Bway on January 2, 2008 at 6:37 pm

I wonder what they tore down next to the Apollo on the left. I don’t remember a vacant lot last time I was by about a year ago.

AdoraKiaOra on September 1, 2007 at 8:09 pm

They have certainly smartened the place up since i was there in the late 90s to see the Broadway show ‘Harlem Nights’. Beautiful auditorium.
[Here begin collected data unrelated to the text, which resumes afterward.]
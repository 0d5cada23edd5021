//! # Measurement Certificate
//!
//! Plain-text certificate assembled from the final survey and pricing.
//!
//! ## Layout
//!
//! ```text
//! PROPERTY MEASUREMENT CERTIFICATE
//!
//! Certificate #: HSC-2026-K3J9QZ
//! Date: October 19, 2026
//!
//! PROJECT DETAILS:
//! Project Name: Test
//! Property Owner: Jane Doe
//! Property Address: 1 Main St
//! Property Type: House
//!
//! ROOM MEASUREMENTS:
//! Living Room: 10' x 12' = 120.0 sq ft
//!
//! SUMMARY:
//! Total Rooms: 1
//! Total Area: 120.0 square feet
//! Total Project Cost: $4,140
//! Cost per Square Foot: $34.50
//!
//! Certified by Home Surveyor
//! Generated on October 19, 2026
//! ```
//!
//! ## Example
//!
//! ```rust
//! use chrono::NaiveDate;
//! use survey_core::certificate::Certificate;
//! use survey_core::wizard::Wizard;
//!
//! let wizard = Wizard::new();
//! let issued_on = NaiveDate::from_ymd_opt(2026, 10, 19).unwrap();
//! let certificate = Certificate::issue(wizard.data(), wizard.pricing(), issued_on).unwrap();
//!
//! assert!(certificate.number.as_str().starts_with("HSC-2026-"));
//! assert!(certificate.render_text().contains("Date: October 19, 2026"));
//! ```

use std::path::{Path, PathBuf};

use chrono::{Datelike, NaiveDate};
use serde::{Deserialize, Serialize};
use tracing::info;

use crate::errors::{SurveyError, SurveyResult};
use crate::file_io;
use crate::pricing::PricingSummary;
use crate::project::{Project, SurveyData};
use crate::rooms::Room;

const SUFFIX_ALPHABET: &[u8; 36] = b"0123456789ABCDEFGHIJKLMNOPQRSTUVWXYZ";
const SUFFIX_LEN: usize = 6;
/// Bytes at or above this are discarded so `b % 36` stays uniform
const SUFFIX_REJECT_AT: u8 = 252;

/// Certificate identifier, `HSC-{year}-{6 chars of 0-9A-Z}`
#[derive(Debug, Clone, PartialEq, Eq, Hash, Serialize, Deserialize)]
#[serde(transparent)]
pub struct CertificateNumber(String);

impl CertificateNumber {
    /// Draw a fresh number from the OS random source
    pub fn generate(year: i32) -> SurveyResult<Self> {
        let mut suffix = String::with_capacity(SUFFIX_LEN);
        let mut buf = [0u8; 16];

        while suffix.len() < SUFFIX_LEN {
            getrandom::fill(&mut buf).map_err(|e| SurveyError::Internal {
                message: format!("Random source unavailable: {e}"),
            })?;
            for &byte in buf.iter().filter(|&&b| b < SUFFIX_REJECT_AT) {
                if suffix.len() == SUFFIX_LEN {
                    break;
                }
                suffix.push(char::from(SUFFIX_ALPHABET[usize::from(byte % 36)]));
            }
        }

        Ok(CertificateNumber(format!("HSC-{year}-{suffix}")))
    }

    pub fn as_str(&self) -> &str {
        &self.0
    }
}

impl std::fmt::Display for CertificateNumber {
    fn fmt(&self, f: &mut std::fmt::Formatter<'_>) -> std::fmt::Result {
        f.write_str(&self.0)
    }
}

/// Snapshot of a finished survey, ready to print
#[derive(Debug, Clone, PartialEq, Serialize, Deserialize)]
pub struct Certificate {
    pub number: CertificateNumber,
    pub issued_on: NaiveDate,
    pub project: Project,
    pub rooms: Vec<Room>,
    pub total_area_sqft: f64,
    pub pricing: PricingSummary,
}

impl Certificate {
    /// Issue a certificate with a freshly generated number
    pub fn issue(data: &SurveyData, pricing: &PricingSummary, issued_on: NaiveDate) -> SurveyResult<Self> {
        let number = CertificateNumber::generate(issued_on.year())?;
        Ok(Certificate::with_number(number, data, pricing, issued_on))
    }

    pub fn with_number(
        number: CertificateNumber,
        data: &SurveyData,
        pricing: &PricingSummary,
        issued_on: NaiveDate,
    ) -> Self {
        Certificate {
            number,
            issued_on,
            project: data.project.clone(),
            rooms: data.rooms.as_slice().to_vec(),
            total_area_sqft: data.rooms.total_area().value(),
            pricing: *pricing,
        }
    }

    /// Long-form issue date, e.g. "October 19, 2026"
    pub fn date_text(&self) -> String {
        self.issued_on.format("%B %-d, %Y").to_string()
    }

    /// The downloadable file name
    pub fn file_name(&self) -> String {
        let name: String = self
            .project
            .name
            .chars()
            .map(|c| if matches!(c, '/' | '\\') { '-' } else { c })
            .collect();
        format!("{name}-Certificate.txt")
    }

    pub fn render_text(&self) -> String {
        let date = self.date_text();
        let property_type = self
            .project
            .property_type
            .map(|t| t.display_name())
            .unwrap_or_default();

        let mut text = format!(
            "PROPERTY MEASUREMENT CERTIFICATE\n\
             \n\
             Certificate #: {number}\n\
             Date: {date}\n\
             \n\
             PROJECT DETAILS:\n\
             Project Name: {name}\n\
             Property Owner: {owner}\n\
             Property Address: {address}\n\
             Property Type: {property_type}\n\
             \n\
             ROOM MEASUREMENTS:\n",
            number = self.number,
            name = self.project.name,
            owner = self.project.owner,
            address = self.project.address,
        );

        for room in &self.rooms {
            text.push_str(&format!(
                "{}: {}' x {}' = {:.1} sq ft\n",
                room.label(),
                room.width_ft,
                room.length_ft,
                room.area_sqft
            ));
        }

        text.push_str(&format!(
            "\n\
             SUMMARY:\n\
             Total Rooms: {rooms}\n\
             Total Area: {area:.1} square feet\n\
             Total Project Cost: ${total}\n\
             Cost per Square Foot: ${per_sqft:.2}\n\
             \n\
             Certified by Home Surveyor\n\
             Generated on {date}",
            rooms = self.rooms.len(),
            area = self.total_area_sqft,
            total = format_thousands(self.pricing.total),
            per_sqft = self.pricing.base_cost_per_sqft,
        ));

        text
    }

    /// Write the certificate text into `dir` and return the file's path
    pub fn export(&self, dir: &Path) -> SurveyResult<PathBuf> {
        let path = dir.join(self.file_name());
        file_io::write_text_atomic(&path, &self.render_text())?;
        info!(number = %self.number, path = %path.display(), "certificate exported");
        Ok(path)
    }
}

/// Group the integer part with commas and keep up to three fraction
/// digits, dropping trailing zeros: `4140.0` → `4,140`, `1234.5` → `1,234.5`.
pub fn format_thousands(value: f64) -> String {
    if !value.is_finite() {
        return value.to_string();
    }

    let rounded = format!("{:.3}", value.abs());
    let (int_part, frac_part) = rounded.split_once('.').unwrap_or((rounded.as_str(), ""));
    let frac_part = frac_part.trim_end_matches('0');

    let mut out = String::with_capacity(rounded.len() + int_part.len() / 3 + 1);
    if value < 0.0 && rounded.bytes().any(|b| matches!(b, b'1'..=b'9')) {
        out.push('-');
    }
    for (i, digit) in int_part.chars().enumerate() {
        if i > 0 && (int_part.len() - i) % 3 == 0 {
            out.push(',');
        }
        out.push(digit);
    }
    if !frac_part.is_empty() {
        out.push('.');
        out.push_str(frac_part);
    }
    out
}

#[cfg(test)]
mod tests {
    use super::*;
    use crate::interior::InteriorChoices;
    use crate::materials::{FlooringMaterial, FurniturePackage, WallMaterial};
    use crate::pricing;
    use crate::project::PropertyType;
    use crate::rooms::RoomEdit;
    use pretty_assertions::assert_eq;

    fn reference_survey() -> (SurveyData, PricingSummary) {
        let mut data = SurveyData::new();
        data.project = Project::new("Test", "Jane Doe", "1 Main St", PropertyType::House);
        let id = data.rooms.add();
        data.rooms.update(id, RoomEdit::Name("Living Room".into())).unwrap();
        data.rooms.update(id, RoomEdit::Width(10.0)).unwrap();
        data.rooms.update(id, RoomEdit::Length(12.0)).unwrap();
        data.rooms.update(id, RoomEdit::Flooring(Some(FlooringMaterial::Hardwood))).unwrap();
        data.rooms.update(id, RoomEdit::Walls(Some(WallMaterial::Drywall))).unwrap();
        data.interior = InteriorChoices {
            furniture_package: Some(FurniturePackage::Premium),
            ..InteriorChoices::default()
        };
        let summary = pricing::calculate(data.rooms.as_slice(), &data.interior);
        (data, summary)
    }

    fn issued_on() -> NaiveDate {
        NaiveDate::from_ymd_opt(2026, 10, 19).unwrap()
    }

    #[test]
    fn test_number_format() {
        for _ in 0..50 {
            let number = CertificateNumber::generate(2026).unwrap();
            let text = number.as_str();
            assert_eq!(text.len(), "HSC-2026-".len() + SUFFIX_LEN);
            let suffix = text.strip_prefix("HSC-2026-").unwrap();
            assert!(suffix.bytes().all(|b| b.is_ascii_digit() || b.is_ascii_uppercase()));
        }
    }

    #[test]
    fn test_numbers_differ() {
        let a = CertificateNumber::generate(2026).unwrap();
        let b = CertificateNumber::generate(2026).unwrap();
        let c = CertificateNumber::generate(2026).unwrap();
        assert!(a != b || b != c);
    }

    #[test]
    fn test_render_reference_certificate() {
        let (data, summary) = reference_survey();
        let certificate = Certificate::with_number(
            CertificateNumber("HSC-2026-K3J9QZ".to_string()),
            &data,
            &summary,
            issued_on(),
        );

        let expected = "PROPERTY MEASUREMENT CERTIFICATE

Certificate #: HSC-2026-K3J9QZ
Date: October 19, 2026

PROJECT DETAILS:
Project Name: Test
Property Owner: Jane Doe
Property Address: 1 Main St
Property Type: House

ROOM MEASUREMENTS:
Living Room: 10' x 12' = 120.0 sq ft

SUMMARY:
Total Rooms: 1
Total Area: 120.0 square feet
Total Project Cost: $4,140
Cost per Square Foot: $34.50

Certified by Home Surveyor
Generated on October 19, 2026";

        assert_eq!(certificate.render_text(), expected);
        assert_eq!(certificate.file_name(), "Test-Certificate.txt");
    }

    #[test]
    fn test_fractional_dimensions_and_unnamed_rooms() {
        let mut data = SurveyData::new();
        let id = data.rooms.add();
        data.rooms.update(id, RoomEdit::Width(10.5)).unwrap();
        data.rooms.update(id, RoomEdit::Length(3.0)).unwrap();
        let summary = pricing::calculate(data.rooms.as_slice(), &data.interior);

        let text = Certificate::issue(&data, &summary, issued_on()).unwrap().render_text();
        assert!(text.contains("Room 1: 10.5' x 3' = 31.5 sq ft"));
        assert!(text.contains("Property Type: \n"));
    }

    #[test]
    fn test_format_thousands() {
        assert_eq!(format_thousands(0.0), "0");
        assert_eq!(format_thousands(4140.0), "4,140");
        assert_eq!(format_thousands(999.5), "999.5");
        assert_eq!(format_thousands(1234567.891), "1,234,567.891");
        assert_eq!(format_thousands(1000.0004), "1,000");
        assert_eq!(format_thousands(123456.789), "123,456.789");
        assert_eq!(format_thousands(-2500.25), "-2,500.25");
    }

    #[test]
    fn test_file_name_strips_separators() {
        let (mut data, summary) = reference_survey();
        data.project.name = "Flat 2/B".to_string();
        let certificate = Certificate::issue(&data, &summary, issued_on()).unwrap();
        assert_eq!(certificate.file_name(), "Flat 2-B-Certificate.txt");
    }

    #[test]
    fn test_export_writes_file() {
        let dir = std::env::temp_dir().join(format!("survey_core_cert_{}", uuid::Uuid::new_v4()));
        std::fs::create_dir_all(&dir).unwrap();

        let (data, summary) = reference_survey();
        let certificate = Certificate::issue(&data, &summary, issued_on()).unwrap();
        let path = certificate.export(&dir).unwrap();

        assert_eq!(path, dir.join("Test-Certificate.txt"));
        assert_eq!(std::fs::read_to_string(&path).unwrap(), certificate.render_text());

        let _ = std::fs::remove_dir_all(&dir);
    }

    #[test]
    fn test_export_to_missing_dir_fails() {
        let (data, summary) = reference_survey();
        let certificate = Certificate::issue(&data, &summary, issued_on()).unwrap();
        let err = certificate.export(Path::new("/nonexistent/certificates")).unwrap_err();
        assert_eq!(err.error_code(), "FILE_ERROR");
    }
}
hanksykes on August 8, 2007 at 10:33 pm

In 2002 the entire tour of the Theatre Historical Society , more than 150 people, sang along with the Apollo Stage Manager ,“America The Beautiful”,so I guess you could say we played the Apollo! Thanks to Bobby the stage manager.

Ken Roe
Ken Roe on May 9, 2007 at 3:02 pm

Yes, the marquee has an LED display.

dave-bronx™ on May 9, 2007 at 3:07 am

I think this has been photoshopped – the signs are a little too neat and crisp, and unless there has been a development that I missed, marquee letters don’t come in upper and lower case. It might be a computer generated rendering from a sign company.

Bway on May 7, 2007 at 3:47 pm

I find it amazing that a theater as famous as the Apollo, perhaps one of the most famous theater in the world, and even though it only was a film house briefly, it’s unimaginable that there is absolutely no opening paragraph or intruduction above.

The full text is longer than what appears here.